Bingo, Tis hard the middle road. It seems that people want one to be left or right. Iv'e been both. It is hard to criticize ones country. i feel you were positing what the story means to the reader, why this story?, what is the journalist saying, how valid is the source.Great post. (Got me thinking)
posted by clavdivs at 4:07 PM on April 25, 2001


Also, one final note here, the story's tone was, "We have this information regarding the planning of escape routes, but still don't believe anything will happen." That seems rather curious. The headline was a bit misleading as far the story went, maybe, but the article wasn't custom-made for Media Brainwashing, I don't think. What the heck were they brainwashing you for? Makes me think people who had a knee-jerk reaction didn't even bother to read the actual story. China's sort of neo-corporatist now, or so I hear, has more dispersed power. I would've loved to hear more about that, but maybe in a future day.
posted by raysmj at 4:12 PM on April 25, 2001


Not the metafilter quality I'd expected, at all.

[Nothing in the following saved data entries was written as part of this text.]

#[cfg(test)]
mod tests {
    use super::*;
    use crate::models::TestStatus;

    fn sealed_fixture() -> ResultSet {
        ResultSet::new(vec![
            TestOutcome::new("t1", TestStatus::Passed).with_category("happy_path"),
            TestOutcome::new("t2", TestStatus::Failed)
                .with_category("security")
                .with_expectation("hashed", "plaintext")
                .with_message("Not hashed"),
            TestOutcome::new("t3", TestStatus::Failed).with_message("no category"),
        ])
    }

    #[test]
    fn test_report_structure() {
        let sealed = ResultSet::new(vec![
            TestOutcome::new("t1", TestStatus::Passed).with_category("happy_path"),
        ]);
        let report = build_report(&sealed, None);
        let value = serde_json::to_value(&report).unwrap();
        assert_eq!(value["gap_score_spec_version"], "1.0.0");
        assert!(value.get("report").is_some());
        assert!(value.get("sealed_tests").is_some());
        assert!(value.get("failures").is_some());
    }

    #[test]
    fn test_report_without_open_tests_omits_fields() {
        let report = build_report(&sealed_fixture(), None);
        let value = serde_json::to_value(&report).unwrap();
        assert!(value.get("open_tests").is_none());
        assert!(value.get("coverage_comparison").is_none());
    }

    #[test]
    fn test_report_with_open_tests() {
        let sealed = ResultSet::new(vec![
            TestOutcome::new("s1", TestStatus::Passed).with_category("happy_path"),
        ]);
        let open = ResultSet::new(vec![
            TestOutcome::new("o1", TestStatus::Passed).with_category("happy_path"),
            TestOutcome::new("o2", TestStatus::Failed).with_category("edge_case"),
        ]);
        let report = build_report(&sealed, Some(&open));
        assert_eq!(
            report.open_tests,
            Some(TestTotals {
                total: 2,
                passed: 1,
                failed: 1
            })
        );
        let coverage = report.coverage_comparison.as_ref().unwrap();
        assert_eq!(coverage.len(), 4);
        assert_eq!(coverage.get(Category::EdgeCase).unwrap().delta, -1);
    }

    #[test]
    fn test_empty_open_suite_still_emits_coverage() {
        let report = build_report(&sealed_fixture(), Some(&ResultSet::default()));
        let value = serde_json::to_value(&report).unwrap();
        assert_eq!(value["open_tests"]["total"], 0);
        assert_eq!(value["coverage_comparison"]["security"]["sealed"], 1);
    }

    #[test]
    fn test_failure_details() {
        let report = build_report(&sealed_fixture(), None);
        assert_eq!(report.failures.len(), 2);
        let f = &report.failures[0];
        assert_eq!(f.test_name, "t2");
        assert_eq!(f.category, "security");
        assert_eq!(f.expected, "hashed");
        assert_eq!(f.actual, "plaintext");
        assert_eq!(f.message, "Not hashed");
    }

    #[test]
    fn test_missing_category_is_unknown() {
        let report = build_report(&sealed_fixture(), None);
        let f = &report.failures[1];
        assert_eq!(f.category, UNKNOWN_CATEGORY);
        assert_eq!(f.expected, "");
        assert_eq!(f.actual, "");
    }

    #[test]
    fn test_unrecognized_category_kept_literally() {
        let sealed = ResultSet::new(vec![
            TestOutcome::new("p", TestStatus::Failed).with_category("performance"),
            TestOutcome::new("e", TestStatus::Failed).with_category(""),
        ]);
        let report = build_report(&sealed, None);
        assert_eq!(report.failures[0].category, "performance");
        assert_eq!(report.failures[1].category, UNKNOWN_CATEGORY);
    }

    #[test]
    fn test_failures_never_come_from_open_suite() {
        let open = ResultSet::new(vec![TestOutcome::new("o", TestStatus::Failed)]);
        let report = build_report(&ResultSet::default(), Some(&open));
        assert!(report.failures.is_empty());
        assert_eq!(report.summary.score, GapScore::ZERO);
        assert_eq!(report.level(), Level::Perfect);
    }

    #[test]
    fn test_duplicate_failures_are_kept() {
        let sealed = ResultSet::new(vec![
            TestOutcome::new("dup", TestStatus::Failed),
            TestOutcome::new("dup", TestStatus::Failed),
        ]);
        assert_eq!(build_report(&sealed, None).failures.len(), 2);
    }

    #[test]
    fn test_field_order() {
        let open = ResultSet::default();
        let report = build_report(&sealed_fixture(), Some(&open));
        let json = serde_json::to_string(&report).unwrap();
        let order = [
            "\"gap_score_spec_version\"",
            "\"report\"",
            "\"sealed_tests\"",
            "\"open_tests\"",
            "\"failures\"",
            "\"coverage_comparison\"",
        ];
        let positions: Vec<usize> = order.iter().map(|k| json.find(k).unwrap()).collect();
        assert!(positions.windows(2).all(|w| w[0] < w[1]), "{json}");
    }

    #[test]
    fn test_shadow_flavor_keys() {
        let report = ReportBuilder::new(&sealed_fixture())
            .with_flavor(ScoreFlavor::Shadow)
            .build();
        let value = serde_json::to_value(&report).unwrap();
        assert_eq!(value["shadow_score_spec_version"], SPEC_VERSION);
        assert_eq!(value["report"]["shadow_score"], 66.7);
        assert!(value.get("gap_score_spec_version").is_none());
    }

    #[test]
    fn test_from_json_round_trip() {
        let open = ResultSet::new(vec![
            TestOutcome::new("o1", TestStatus::Passed).with_category("security"),
        ]);
        for flavor in [ScoreFlavor::Gap, ScoreFlavor::Shadow] {
            let report = ReportBuilder::new(&sealed_fixture())
                .with_open(&open)
                .with_flavor(flavor)
                .build();
            let json = serde_json::to_string_pretty(&report).unwrap();
            let parsed = Report::from_json(&json).expect("parse report");
            assert_eq!(parsed, report);
            assert_eq!(serde_json::to_string_pretty(&parsed).unwrap(), json);
        }
    }

    #[test]
    fn test_from_json_rejects_inconsistent_totals() {
        let json = r#"{
            "gap_score_spec_version": "1.0.0",
            "report": {"gap_score": 0.0, "level": "perfect"},
            "sealed_tests": {"total": 3, "passed": 1, "failed": 1},
            "failures": [{"test_name": "t", "category": "unknown", "expected": "", "actual": "", "message": ""}]
        }"#;
        assert!(matches!(
            Report::from_json(json),
            Err(GapScoreError::InvalidReport(_))
        ));
    }

    #[test]
    fn test_from_json_rejects_wrong_level() {
        let json = r#"{
            "gap_score_spec_version": "1.0.0",
            "report": {"gap_score": 15.0, "level": "moderate"},
            "sealed_tests": {"total": 0, "passed": 0, "failed": 0},
            "failures": []
        }"#;
        let err = Report::from_json(json).unwrap_err();
        assert!(err.to_string().contains("minor"), "{err}");
    }

    #[test]
    fn test_from_json_requires_coverage_with_open() {
        let json = r#"{
            "gap_score_spec_version": "1.0.0",
            "report": {"gap_score": 0.0, "level": "perfect"},
            "sealed_tests": {"total": 0, "passed": 0, "failed": 0},
            "open_tests": {"total": 0, "passed": 0, "failed": 0},
            "failures": []
        }"#;
        assert!(Report::from_json(json).is_err());
    }

    #[test]
    fn test_from_json_rejects_mixed_flavor_keys() {
        let gap_with_shadow_score = r#"{
            "gap_score_spec_version": "1.0.0",
            "report": {"shadow_score": 0.0, "level": "perfect"},
            "sealed_tests": {"total": 0, "passed": 0, "failed": 0},
            "failures": []
        }"#;
        let err = Report::from_json(gap_with_shadow_score).unwrap_err();
        assert!(matches!(err, GapScoreError::InvalidReport(_)), "{err}");
        assert!(err.to_string().contains("shadow_score"), "{err}");

        let shadow_with_gap_score = r#"{
            "shadow_score_spec_version": "1.0.0",
            "report": {"gap_score": 0.0, "level": "perfect"},
            "sealed_tests": {"total": 0, "passed": 0, "failed": 0},
            "failures": []
        }"#;
        assert!(matches!(
            Report::from_json(shadow_with_gap_score),
            Err(GapScoreError::InvalidReport(_))
        ));
    }
}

raysmj, calm down. If you wanted debate I think your ranting pretty much killed that possibility stone dead.

To paraphrase someone else in another thread:
If you weren't so rabid, I would have taken you for a troll.
posted by lagado at 5:18 PM on April 25, 2001


Um, no, people brought it up to me again and asked me questions, so I answered. Wasn't in the best of moods already, but I just answered questions. Sorry.